Shooting of Edmond Yu
- Date: February 20, 1997
- Location: Toronto, Ontario, Canada; 43°38′18″N 79°23′30″W﻿ / ﻿43.638420°N 79.391719°W;
- Type: Fatal shooting
- Participants: Edmond Yu (death) Lou Pasquino (shooter)
- Charges: None filed

= Shooting of Edmond Yu =

1997 police killing in Toronto, Canada

Edmond Wai-Hong Yu (余偉康; October 2, 1961 – February 20, 1997) was a Hong Kong Canadian former medical student whose death after being shot by a constable of the Toronto Police Service sparked debates about the police's use of force, mental illness, and the treatment of those diagnosed with a mental illness and struggle with homelessness.

==Early life and mental illness==
Yu was raised in Hong Kong and immigrated to Canada in 1982. While young, Edmond won the Hong Kong city boxing championship. He attended York University from 1982 to 1984, studying pre-medicine. In 1984 he was accepted as a medical student at the University of Toronto.

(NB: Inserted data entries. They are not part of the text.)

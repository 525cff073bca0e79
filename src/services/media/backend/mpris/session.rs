use std::{
    sync::{Arc, PoisonError, RwLock, Weak},
    time::Duration,
};

use async_trait::async_trait;
use chrono::Utc;
use futures::{StreamExt, stream};
use tokio::task::JoinHandle;
use tracing::{debug, instrument};
use zbus::{
    Connection,
    zvariant::{ObjectPath, OwnedObjectPath},
};

use super::{
    proxy::MediaPlayer2PlayerProxy,
    track::{FileThumbnail, TrackInfo},
};
use crate::services::media::{
    AppId, ControlFlags, MediaError, PlaybackInfo, PlaybackStatus, RepeatMode, SessionCommand,
    SignalKind, TimelineAnchor,
    backend::{HandlerSet, MediaSession, SignalHandler, SubscriptionToken, Thumbnail, TrackProperties},
};

const NO_TRACK: &str = "/org/mpris/MediaPlayer2/TrackList/NoTrack";

fn parse_status(status: &str) -> PlaybackStatus {
    match status {
        "Playing" => PlaybackStatus::Playing,
        "Paused" => PlaybackStatus::Paused,
        _ => PlaybackStatus::Stopped,
    }
}

fn parse_loop(status: &str) -> RepeatMode {
    match status {
        "Track" => RepeatMode::Track,
        "Playlist" => RepeatMode::List,
        _ => RepeatMode::None,
    }
}

fn loop_status(mode: RepeatMode) -> &'static str {
    match mode {
        RepeatMode::None => "None",
        RepeatMode::Track => "Track",
        RepeatMode::List => "Playlist",
    }
}

fn from_micros(micros: i64) -> Duration {
    Duration::from_micros(u64::try_from(micros).unwrap_or(0))
}

fn to_micros(duration: Duration) -> i64 {
    i64::try_from(duration.as_micros()).unwrap_or(i64::MAX)
}

#[derive(Debug, Clone, Default)]
struct Snapshot {
    info: PlaybackInfo,
    timeline: TimelineAnchor,
    track_id: Option<OwnedObjectPath>,
}

impl Snapshot {
    fn anchor(&mut self, position: Option<i64>) {
        if let Some(position) = position {
            self.timeline.position = from_micros(position);
            self.timeline.last_updated = Utc::now();
        }
    }

    fn apply_track(&mut self, track: TrackInfo) {
        self.timeline.end = track.length.unwrap_or_default();
        self.track_id = track.track_id;
    }
}

struct Shared {
    snapshot: RwLock<Snapshot>,
    handlers: HandlerSet<(SignalKind, SignalHandler)>,
}

impl Shared {
    fn read(&self) -> Snapshot {
        self.snapshot
            .read()
            .unwrap_or_else(PoisonError::into_inner)
            .clone()
    }
}

/// Update the snapshot and fire `kinds`. Returns `false` once the session
/// is gone.
fn apply(shared: &Weak<Shared>, kinds: &[SignalKind], change: impl FnOnce(&mut Snapshot)) -> bool {
    let Some(shared) = shared.upgrade() else {
        return false;
    };

    change(
        &mut shared
            .snapshot
            .write()
            .unwrap_or_else(PoisonError::into_inner),
    );

    for (registered, handler) in shared.handlers.snapshot() {
        if kinds.contains(&registered) {
            handler();
        }
    }

    true
}

/// One MPRIS player.
///
/// Properties are cached in a snapshot kept current by a monitoring task, so
/// the synchronous reads of [`MediaSession`] never touch the bus.
pub(super) struct MprisSession {
    app_id: AppId,
    proxy: MediaPlayer2PlayerProxy<'static>,
    shared: Arc<Shared>,
    monitor: JoinHandle<()>,
}

impl MprisSession {
    /// Connect to the player owning `bus_name` and start monitoring it.
    ///
    /// # Errors
    /// Returns error if the player proxy cannot be created
    #[instrument(skip(connection))]
    pub(super) async fn connect(
        connection: &Connection,
        bus_name: &str,
        app_id: AppId,
    ) -> Result<Arc<Self>, MediaError> {
        let proxy = MediaPlayer2PlayerProxy::builder(connection)
            .destination(bus_name.to_string())?
            .build()
            .await?;

        let shared = Arc::new(Shared {
            snapshot: RwLock::new(Self::read_snapshot(&proxy).await),
            handlers: HandlerSet::new(),
        });

        let monitor = tokio::spawn(Self::monitor(
            app_id.clone(),
            Arc::downgrade(&shared),
            proxy.clone(),
        ));

        debug!("MPRIS session connected");
        Ok(Arc::new(Self {
            app_id,
            proxy,
            shared,
            monitor,
        }))
    }

    async fn read_snapshot(proxy: &MediaPlayer2PlayerProxy<'_>) -> Snapshot {
        let status = proxy
            .playback_status()
            .await
            .map_or(PlaybackStatus::Stopped, |status| parse_status(&status));
        let repeat = proxy.loop_status().await.ok().map(|status| parse_loop(&status));
        let shuffle = proxy.shuffle().await.ok();

        let can_control = proxy.can_control().await.unwrap_or(false);
        let mut controls = ControlFlags::empty();
        controls.set(ControlFlags::PLAY, proxy.can_play().await.unwrap_or(false));
        controls.set(ControlFlags::PAUSE, proxy.can_pause().await.unwrap_or(false));
        controls.set(ControlFlags::STOP, can_control);
        controls.set(ControlFlags::NEXT, proxy.can_go_next().await.unwrap_or(false));
        controls.set(
            ControlFlags::PREVIOUS,
            proxy.can_go_previous().await.unwrap_or(false),
        );
        controls.set(ControlFlags::SEEK, proxy.can_seek().await.unwrap_or(false));
        controls.set(ControlFlags::SHUFFLE, can_control && shuffle.is_some());
        controls.set(ControlFlags::REPEAT, can_control && repeat.is_some());

        let mut snapshot = Snapshot {
            info: PlaybackInfo {
                status,
                controls,
                shuffle,
                repeat,
            },
            ..Snapshot::default()
        };

        if let Ok(metadata) = proxy.metadata().await {
            snapshot.apply_track(TrackInfo::from(&metadata));
        }
        snapshot.anchor(Some(proxy.position().await.unwrap_or(0)));

        snapshot
    }

    #[instrument(skip(shared, proxy))]
    async fn monitor(app_id: AppId, shared: Weak<Shared>, proxy: MediaPlayer2PlayerProxy<'static>) {
        let mut status_changes = proxy.receive_playback_status_changed().await;
        let mut loop_changes = proxy.receive_loop_status_changed().await;
        let mut shuffle_changes = proxy.receive_shuffle_changed().await;
        let mut metadata_changes = proxy.receive_metadata_changed().await;
        let mut can_play_changes = proxy.receive_can_play_changed().await;
        let mut can_pause_changes = proxy.receive_can_pause_changed().await;
        let mut can_go_next_changes = proxy.receive_can_go_next_changed().await;
        let mut can_go_previous_changes = proxy.receive_can_go_previous_changed().await;
        let mut can_seek_changes = proxy.receive_can_seek_changed().await;

        let mut seeks = match proxy.receive_seeked().await {
            Ok(signals) => signals
                .filter_map(|signal| async move { signal.args().ok().map(|args| *args.position()) })
                .boxed(),
            Err(e) => {
                debug!(error = %e, "Seeked signal unavailable");
                stream::pending().boxed()
            }
        };

        loop {
            let alive = tokio::select! {
                Some(change) = status_changes.next() => {
                    let Ok(status) = change.get().await else { continue };
                    let position = proxy.position().await.ok();
                    apply(&shared, &[SignalKind::PlaybackInfo], |snapshot| {
                        snapshot.info.status = parse_status(&status);
                        snapshot.anchor(position);
                    })
                }

                Some(change) = loop_changes.next() => {
                    let Ok(status) = change.get().await else { continue };
                    apply(&shared, &[SignalKind::PlaybackInfo], |snapshot| {
                        snapshot.info.repeat = Some(parse_loop(&status));
                    })
                }

                Some(change) = shuffle_changes.next() => {
                    let Ok(shuffle) = change.get().await else { continue };
                    apply(&shared, &[SignalKind::PlaybackInfo], |snapshot| {
                        snapshot.info.shuffle = Some(shuffle);
                    })
                }

                Some(change) = metadata_changes.next() => {
                    let Ok(metadata) = change.get().await else { continue };
                    let position = proxy.position().await.ok();
                    apply(
                        &shared,
                        &[SignalKind::MediaProperties, SignalKind::TimelineProperties],
                        |snapshot| {
                            snapshot.apply_track(TrackInfo::from(&metadata));
                            snapshot.anchor(position);
                        },
                    )
                }

                Some(change) = can_play_changes.next() => {
                    let Ok(enabled) = change.get().await else { continue };
                    apply(&shared, &[SignalKind::PlaybackInfo], |snapshot| {
                        snapshot.info.controls.set(ControlFlags::PLAY, enabled);
                    })
                }

                Some(change) = can_pause_changes.next() => {
                    let Ok(enabled) = change.get().await else { continue };
                    apply(&shared, &[SignalKind::PlaybackInfo], |snapshot| {
                        snapshot.info.controls.set(ControlFlags::PAUSE, enabled);
                    })
                }

                Some(change) = can_go_next_changes.next() => {
                    let Ok(enabled) = change.get().await else { continue };
                    apply(&shared, &[SignalKind::PlaybackInfo], |snapshot| {
                        snapshot.info.controls.set(ControlFlags::NEXT, enabled);
                    })
                }

                Some(change) = can_go_previous_changes.next() => {
                    let Ok(enabled) = change.get().await else { continue };
                    apply(&shared, &[SignalKind::PlaybackInfo], |snapshot| {
                        snapshot.info.controls.set(ControlFlags::PREVIOUS, enabled);
                    })
                }

                Some(change) = can_seek_changes.next() => {
                    let Ok(enabled) = change.get().await else { continue };
                    apply(&shared, &[SignalKind::PlaybackInfo], |snapshot| {
                        snapshot.info.controls.set(ControlFlags::SEEK, enabled);
                    })
                }

                Some(position) = seeks.next() => {
                    apply(&shared, &[SignalKind::TimelineProperties], |snapshot| {
                        snapshot.anchor(Some(position));
                    })
                }

                else => {
                    debug!("All property streams ended");
                    break;
                }
            };

            if !alive {
                break;
            }
        }

        debug!("Property monitoring ended for {app_id}");
    }
}

impl Drop for MprisSession {
    fn drop(&mut self) {
        self.monitor.abort();
    }
}

#[async_trait]
impl MediaSession for MprisSession {
    fn app_id(&self) -> AppId {
        self.app_id.clone()
    }

    fn playback_info(&self) -> Option<PlaybackInfo> {
        Some(self.shared.read().info)
    }

    fn timeline(&self) -> Option<TimelineAnchor> {
        Some(self.shared.read().timeline)
    }

    async fn track_properties(&self) -> Result<TrackProperties, MediaError> {
        let metadata = self.proxy.metadata().await?;
        let track = TrackInfo::from(&metadata);

        let thumbnail = track
            .art_url
            .as_deref()
            .and_then(FileThumbnail::from_url)
            .map(|thumbnail| Arc::new(thumbnail) as Arc<dyn Thumbnail>);

        Ok(TrackProperties {
            title: track.title,
            artist: track.artists.first().cloned().unwrap_or_default(),
            artists: track.artists,
            album: track.album,
            album_artist: track.album_artists.first().cloned().unwrap_or_default(),
            album_artists: track.album_artists,
            thumbnail,
        })
    }

    fn subscribe(
        &self,
        kind: SignalKind,
        handler: SignalHandler,
    ) -> Result<SubscriptionToken, MediaError> {
        Ok(self.shared.handlers.insert((kind, handler)))
    }

    #[instrument(skip(self), fields(app_id = %self.app_id))]
    async fn send(&self, command: SessionCommand) -> Result<(), MediaError> {
        match command {
            SessionCommand::Play => self.proxy.play().await?,
            SessionCommand::Pause => self.proxy.pause().await?,
            SessionCommand::TogglePlayPause => self.proxy.play_pause().await?,
            SessionCommand::Stop => self.proxy.stop().await?,
            SessionCommand::Next => self.proxy.next().await?,
            SessionCommand::Previous => self.proxy.previous().await?,
            SessionCommand::SetShuffle(shuffle) => self.proxy.set_shuffle(shuffle).await?,
            SessionCommand::SetRepeat(mode) => self.proxy.set_loop_status(loop_status(mode)).await?,
            SessionCommand::ChangePosition(position) => {
                let track_path = self.shared.read().track_id.map_or_else(
                    || ObjectPath::from_static_str_unchecked(NO_TRACK),
                    OwnedObjectPath::into_inner,
                );
                self.proxy
                    .set_position(&track_path, to_micros(position))
                    .await?;
            }
        }

        Ok(())
    }
}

In 1985, police arrested Yu and took him to the Clark Institute of Psychiatry, where he was diagnosed with paranoid schizophrenia and later on became homeless.

==Death==
On February 20, 1997, Yu assaulted a woman at a bus stop, then boarded a bus. Police attempted to board the bus, at which point Yu, according to witnesses, raised a small hammer. Constable Lou Pasquino fired six shots, hitting Yu three times.

An official inquest in 1998–1999 cleared the police of wrongdoing and resulted in a number of recommendations. The inquest concluded, "Housing is a mental health issue and the absence of decent housing is a major determinant of health."

A foundation to fund "a housing project for homeless men with mental health problems" has been set up in Edmond Yu's name. There have been a number of other memorials to Yu, such as Edmond Place (part of Parkdale Activity-Recreation Centre, which claims to be "a low-stress, high support, and non-medical organization for psychiatric survivors of the Mental Health System who also experience homelessness and would be considered 'hard to house' people", and The Edmond Yu Project.

David Hawkins made a documentary on Yu, The Death and Life of Edmond Yu, and Laura Sky made a documentary as well, Crisis Call.